==== INFORMATION PROVIDED

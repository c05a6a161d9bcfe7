// SPDX-License-Identifier: BUSL-1.1
// Copyright (c) 2026 Alfred Jean LLC

//! Correlation rules

use crate::config::DwellDefaults;
use crate::pattern::{Pattern, PatternError};
use serde::{Deserialize, Serialize};

/// A correlation definition: which event types to group, how long to dwell,
/// how to transform the bucket and where to deliver it.
#[derive(Debug, Clone, Default, Serialize, Deserialize)]
pub struct Rule {
    pub id: String,
    #[serde(default)]
    pub title: String,
    pub event_type_patterns: Vec<String>,
    /// Initial inactivity window in milliseconds
    #[serde(default)]
    pub dwell: u64,
    /// Events arriving later than this (ms) after the last update extend the window
    #[serde(default)]
    pub dwell_deadline: u64,
    /// Bucket age (ms) after which the window stops growing
    #[serde(default)]
    pub max_dwell: u64,
    #[serde(default)]
    pub script_id: Option<String>,
    pub hook_endpoint: String,
    #[serde(default)]
    pub hook_retry: u32,
    #[serde(default)]
    pub disabled: bool,
    #[serde(skip)]
    compiled: Vec<Pattern>,
}

impl Rule {
    pub fn new(
        id: impl Into<String>,
        patterns: impl IntoIterator<Item = impl Into<String>>,
        hook_endpoint: impl Into<String>,
    ) -> Self {
        Self {
            id: id.into(),
            event_type_patterns: patterns.into_iter().map(Into::into).collect(),
            hook_endpoint: hook_endpoint.into(),
            ..Self::default()
        }
    }

    pub fn with_dwell(mut self, dwell: u64, dwell_deadline: u64, max_dwell: u64) -> Self {
        self.dwell = dwell;
        self.dwell_deadline = dwell_deadline;
        self.max_dwell = max_dwell;
        self
    }

    pub fn with_script(mut self, script_id: impl Into<String>) -> Self {
        self.script_id = Some(script_id.into());
        self
    }

    pub fn with_hook_retry(mut self, hook_retry: u32) -> Self {
        self.hook_retry = hook_retry;
        self
    }

    /// Substitute cluster-wide defaults for any dwell parameter left at zero
    pub fn apply_defaults(&mut self, defaults: &DwellDefaults) {
        if self.dwell == 0 {
            self.dwell = defaults.dwell;
        }
        if self.dwell_deadline == 0 {
            self.dwell_deadline = defaults.dwell_deadline;
        }
        if self.max_dwell == 0 {
            self.max_dwell = defaults.max_dwell;
        }
    }

    /// Compile every pattern, replacing any previous compilation.
    ///
    /// Fails on the first malformed pattern and leaves the rule uncompiled.
    pub fn validate(&mut self) -> Result<(), PatternError> {
        self.compiled.clear();
        let compiled = self
            .event_type_patterns
            .iter()
            .map(|p| Pattern::compile(p))
            .collect::<Result<Vec<_>, _>>()?;
        self.compiled = compiled;
        Ok(())
    }

    /// Whether `validate` has compiled the current patterns
    pub fn is_compiled(&self) -> bool {
        self.compiled.len() == self.event_type_patterns.len()
            && self
                .compiled
                .iter()
                .zip(&self.event_type_patterns)
                .all(|(c, p)| c.as_str() == p)
    }

    pub fn patterns(&self) -> &[Pattern] {
        &self.compiled
    }

    /// A disabled rule never matches
    pub fn has_matching(&self, event_type: &str) -> bool {
        if self.disabled {
            return false;
        }
        self.compiled.iter().any(|p| p.matches(event_type))
    }
}

impl PartialEq for Rule {
    fn eq(&self, other: &Self) -> bool {
        self.id == other.id
            && self.title == other.title
            && self.event_type_patterns == other.event_type_patterns
            && self.dwell == other.dwell
            && self.dwell_deadline == other.dwell_deadline
            && self.max_dwell == other.max_dwell
            && self.script_id == other.script_id
            && self.hook_endpoint == other.hook_endpoint
            && self.hook_retry == other.hook_retry
            && self.disabled == other.disabled
    }
}

impl Eq for Rule {}

#[cfg(test)]
#[path = "rule_tests.rs"]
mod tests;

========

§ ACTION ITEM: Show each line in the data where the string "disabled" appears.

§ RESULT:
    pub disabled: bool,
    /// A disabled rule never matches
        if self.disabled {
            && self.disabled == other.disabled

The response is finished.